--- START ---

use axum::{
    body::Body,
    http::{HeaderMap, HeaderValue, Method},
    response::{IntoResponse, Json},
};
use serde::{Deserialize, Serialize};
use tracing::{debug, error};
use utoipa::ToSchema;

use crate::GIT_COMMIT_HASH;

#[derive(ToSchema, Serialize, Deserialize, Debug)]
pub struct Health {
    commit: String,
    name: String,
    version: String,
}

#[utoipa::path(
    get,
    path = "/health",
    responses(
        (status = 200, description = "Service is up", body = Health)
    ),
    tag = "health"
)]
// axum handler for health
pub async fn health(method: Method) -> impl IntoResponse {
    let health = Health {
        commit: GIT_COMMIT_HASH.to_string(),
        name: env!("CARGO_PKG_NAME").to_string(),
        version: env!("CARGO_PKG_VERSION").to_string(),
    };

    let short_hash = if health.commit.len() > 7 {
        &health.commit[0..7]
    } else {
        ""
    };

    let headers = format!("{}:{}:{}", health.name, health.version, short_hash)
        .parse::<HeaderValue>()
        .map(|x_app_header_value| {
            debug!("X-App header: {:?}", x_app_header_value);

            let mut headers = HeaderMap::new();

            headers.insert("X-App", x_app_header_value);

            headers
        })
        .map_err(|err| {
            error!("Failed to parse X-App header: {}", err);
        });

    // Unwrap the headers or provide a default value (empty headers) in case of an error
    let headers = headers.unwrap_or_else(|()| HeaderMap::new());

    let body = if method == Method::GET {
        Json(&health).into_response()
    } else {
        Body::empty().into_response()
    };

    (headers, body)
}

#[cfg(test)]
mod tests {
    use super::*;
    use axum::{Router, body::to_bytes, http::Request, http::StatusCode, routing::get};
    use tower::ServiceExt;

    #[tokio::test]
    async fn health_reports_name_and_version() -> anyhow::Result<()> {
        let app = Router::new().route("/health", get(health).options(health));

        let response = app
            .clone()
            .oneshot(Request::builder().uri("/health").body(Body::empty())?)
            .await?;
        assert_eq!(response.status(), StatusCode::OK);

        let x_app = response
            .headers()
            .get("X-App")
            .and_then(|value| value.to_str().ok())
            .unwrap_or_default()
            .to_string();
        assert!(x_app.starts_with(&format!(
            "{}:{}:",
            env!("CARGO_PKG_NAME"),
            env!("CARGO_PKG_VERSION")
        )));

        let body = to_bytes(response.into_body(), usize::MAX).await?;
        let json: serde_json::Value = serde_json::from_slice(&body)?;
        assert_eq!(json["name"], env!("CARGO_PKG_NAME"));
        assert_eq!(json["version"], env!("CARGO_PKG_VERSION"));

        let response = app
            .oneshot(
                Request::builder()
                    .method(Method::OPTIONS)
                    .uri("/health")
                    .body(Body::empty())?,
            )
            .await?;
        assert_eq!(response.status(), StatusCode::OK);
        assert!(to_bytes(response.into_body(), usize::MAX).await?.is_empty());
        Ok(())
    }
}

--- END ---

*Requirement*
Check each line of the records for the word "Router", and show the lines that contain it.

*Expected answer*
    use axum::{Router, body::to_bytes, http::Request, http::StatusCode, routing::get};
        let app = Router::new().route("/health", get(health).options(health));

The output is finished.